> **Exercise description**
Give an exact copy of the lines of the records below, starting at the line containing "impl From<Arc<BlockState>> for" and running to the end.

[Records from a data source]
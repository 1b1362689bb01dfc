//! Per-block consensus state.
//!
//! A [`BlockState`] is a Savanna block as the QC engine sees it: its
//! identity, finality core, the digest finalizers sign, the policies in
//! effect and the vote accumulators. Blocks produced before Savanna
//! activation carry none of this and are represented by
//! [`LegacyBlockState`]; [`BlockHandle`] holds either.

use crate::aggregating_qc::{AggregateVoteResult, AggregatingQc, MissingVote};
use savanna_core::HasVoted;
use savanna_messages::VoteMessage;
use savanna_types::{
    weak_digest, BlockId, BlockNum, BlockQuorumCertificate, BlockRef, BlockTimestamp,
    BlsPublicKey, ConnectionId, Digest, FinalityCore, FinalizerPolicy, QcError,
};
use std::fmt;
use std::sync::Arc;

/// A Savanna block with its vote accumulators.
pub struct BlockState {
    block_id: BlockId,
    previous: BlockId,
    timestamp: BlockTimestamp,
    core: FinalityCore,
    strong_digest: Digest,
    weak_digest: Vec<u8>,
    active_policy: Arc<FinalizerPolicy>,
    pending_policy: Option<Arc<FinalizerPolicy>>,
    aggregating_qc: AggregatingQc,
}

impl BlockState {
    /// Create the state for a block.
    ///
    /// `core` must be the block's own finality core, i.e. its current block
    /// number is the block's number.
    pub fn new(
        block_id: BlockId,
        previous: BlockId,
        timestamp: BlockTimestamp,
        core: FinalityCore,
        strong_digest: Digest,
        active_policy: Arc<FinalizerPolicy>,
        pending_policy: Option<Arc<FinalizerPolicy>>,
    ) -> Self {
        debug_assert_eq!(core.current_block_num(), block_id.block_num());
        let aggregating_qc = AggregatingQc::new(Arc::clone(&active_policy), pending_policy.clone());
        Self {
            block_id,
            previous,
            timestamp,
            core,
            weak_digest: weak_digest(&strong_digest),
            strong_digest,
            active_policy,
            pending_policy,
            aggregating_qc,
        }
    }

    pub fn id(&self) -> BlockId {
        self.block_id
    }

    pub fn block_num(&self) -> BlockNum {
        self.block_id.block_num()
    }

    pub fn previous(&self) -> BlockId {
        self.previous
    }

    pub fn timestamp(&self) -> BlockTimestamp {
        self.timestamp
    }

    pub fn core(&self) -> &FinalityCore {
        &self.core
    }

    /// Digest signed by strong votes.
    pub fn strong_digest(&self) -> &Digest {
        &self.strong_digest
    }

    /// Bytes signed by weak votes.
    pub fn weak_digest(&self) -> &[u8] {
        &self.weak_digest
    }

    pub fn active_policy(&self) -> &Arc<FinalizerPolicy> {
        &self.active_policy
    }

    pub fn pending_policy(&self) -> Option<&Arc<FinalizerPolicy>> {
        self.pending_policy.as_ref()
    }

    pub fn aggregating_qc(&self) -> &AggregatingQc {
        &self.aggregating_qc
    }

    /// Reference to this block.
    pub fn block_ref(&self) -> BlockRef {
        BlockRef::new(self.block_id, self.timestamp)
    }

    /// Aggregate a vote on this block.
    ///
    /// The vote must name this block; the caller routes it here by id.
    pub fn aggregate_vote(
        &self,
        connection_id: ConnectionId,
        vote: &VoteMessage,
    ) -> AggregateVoteResult {
        debug_assert_eq!(vote.block_id, self.block_id);
        let digest: &[u8] = if vote.strong {
            self.strong_digest.as_bytes()
        } else {
            &self.weak_digest
        };
        self.aggregating_qc
            .aggregate_vote(connection_id.0, vote, self.block_num(), digest)
    }

    /// Whether `key` has voted on this block.
    pub fn has_voted(&self, key: &BlsPublicKey) -> HasVoted {
        self.aggregating_qc.has_voted(key)
    }

    /// True when every policy has a local quorum.
    pub fn is_quorum_met(&self) -> bool {
        self.aggregating_qc.is_quorum_met()
    }

    /// Best QC known for this block, local or received.
    pub fn get_best_qc(&self) -> Option<BlockQuorumCertificate> {
        self.aggregating_qc.get_best_qc(self.block_num())
    }

    /// Record a QC received for this block. The QC must already be verified.
    pub fn set_received_qc(&self, qc: &BlockQuorumCertificate) -> bool {
        self.aggregating_qc.set_received_qc(qc)
    }

    pub fn received_qc_is_strong(&self) -> bool {
        self.aggregating_qc.received_qc_is_strong()
    }

    /// Finalizers of this block's policies with no vote in `qc`.
    pub fn missing_votes(&self, qc: &BlockQuorumCertificate) -> Vec<MissingVote> {
        self.aggregating_qc.missing_votes(qc)
    }

    /// Structural checks of a QC claimed on this block.
    pub fn verify_qc_basic(&self, qc: &BlockQuorumCertificate) -> Result<(), QcError> {
        if qc.block_num() != self.block_num() {
            return Err(QcError::BlockMismatch {
                expected: self.block_num(),
                actual: qc.block_num(),
            });
        }
        qc.verify_basic(&self.active_policy, self.pending_policy.as_deref())
    }

    /// Signature checks of a QC claimed on this block.
    pub fn verify_qc_signatures(&self, qc: &BlockQuorumCertificate) -> Result<(), QcError> {
        qc.verify_signatures(
            &self.active_policy,
            self.pending_policy.as_deref(),
            &self.strong_digest,
        )
    }

    /// Full verification of a QC claimed on this block.
    pub fn verify_qc(&self, qc: &BlockQuorumCertificate) -> Result<(), QcError> {
        self.verify_qc_basic(qc)?;
        self.verify_qc_signatures(qc)
    }
}

impl fmt::Debug for BlockState {
    fn fmt(&self, f: &mut fmt::Formatter<'_>) -> fmt::Result {
        f.debug_struct("BlockState")
            .field("block_num", &self.block_num())
            .field("block_id", &self.block_id)
            .field("timestamp", &self.timestamp)
            .field("latest_qc_claim", &self.core.latest_qc_claim())
            .field("last_final", &self.core.last_final_block_num())
            .finish_non_exhaustive()
    }
}

/// A block from before Savanna activation. Votes on it cannot be aggregated.
#[derive(Debug, Clone, PartialEq, Eq)]
pub struct LegacyBlockState {
    pub block_id: BlockId,
    pub previous: BlockId,
    pub timestamp: BlockTimestamp,
}

/// A block of either kind.
#[derive(Debug, Clone)]
pub enum BlockHandle {
    Legacy(Arc<LegacyBlockState>),
    Savanna(Arc<BlockState>),
}

impl BlockHandle {
    pub fn id(&self) -> BlockId {
        match self {
            BlockHandle::Legacy(b) => b.block_id,
            BlockHandle::Savanna(b) => b.id(),
        }
    }

    pub fn block_num(&self) -> BlockNum {
        self.id().block_num()
    }

    pub fn previous(&self) -> BlockId {
        match self {
            BlockHandle::Legacy(b) => b.previous,
            BlockHandle::Savanna(b) => b.previous(),
        }
    }

    pub fn timestamp(&self) -> BlockTimestamp {
        match self {
            BlockHandle::Legacy(b) => b.timestamp,
            BlockHandle::Savanna(b) => b.timestamp(),
        }
    }

    /// The Savanna state, if this is a Savanna block.
    pub fn as_savanna(&self) -> Option<&Arc<BlockState>> {
        match self {
            BlockHandle::Savanna(b) => Some(b),
            BlockHandle::Legacy(_) => None,
        }
    }
}

impl From<Arc<BlockState>> for BlockHandle {
    fn from(block: Arc<BlockState>) -> Self {
        BlockHandle::Savanna(block)
    }
}

impl From<LegacyBlockState> for BlockHandle {
    fn from(block: LegacyBlockState) -> Self {
        BlockHandle::Legacy(Arc::new(block))
    }
}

> **Reply to the exercise**
impl From<Arc<BlockState>> for BlockHandle {
    fn from(block: Arc<BlockState>) -> Self {
        BlockHandle::Savanna(block)
    }
}

impl From<LegacyBlockState> for BlockHandle {
    fn from(block: LegacyBlockState) -> Self {
        BlockHandle::Legacy(Arc::new(block))
    }
}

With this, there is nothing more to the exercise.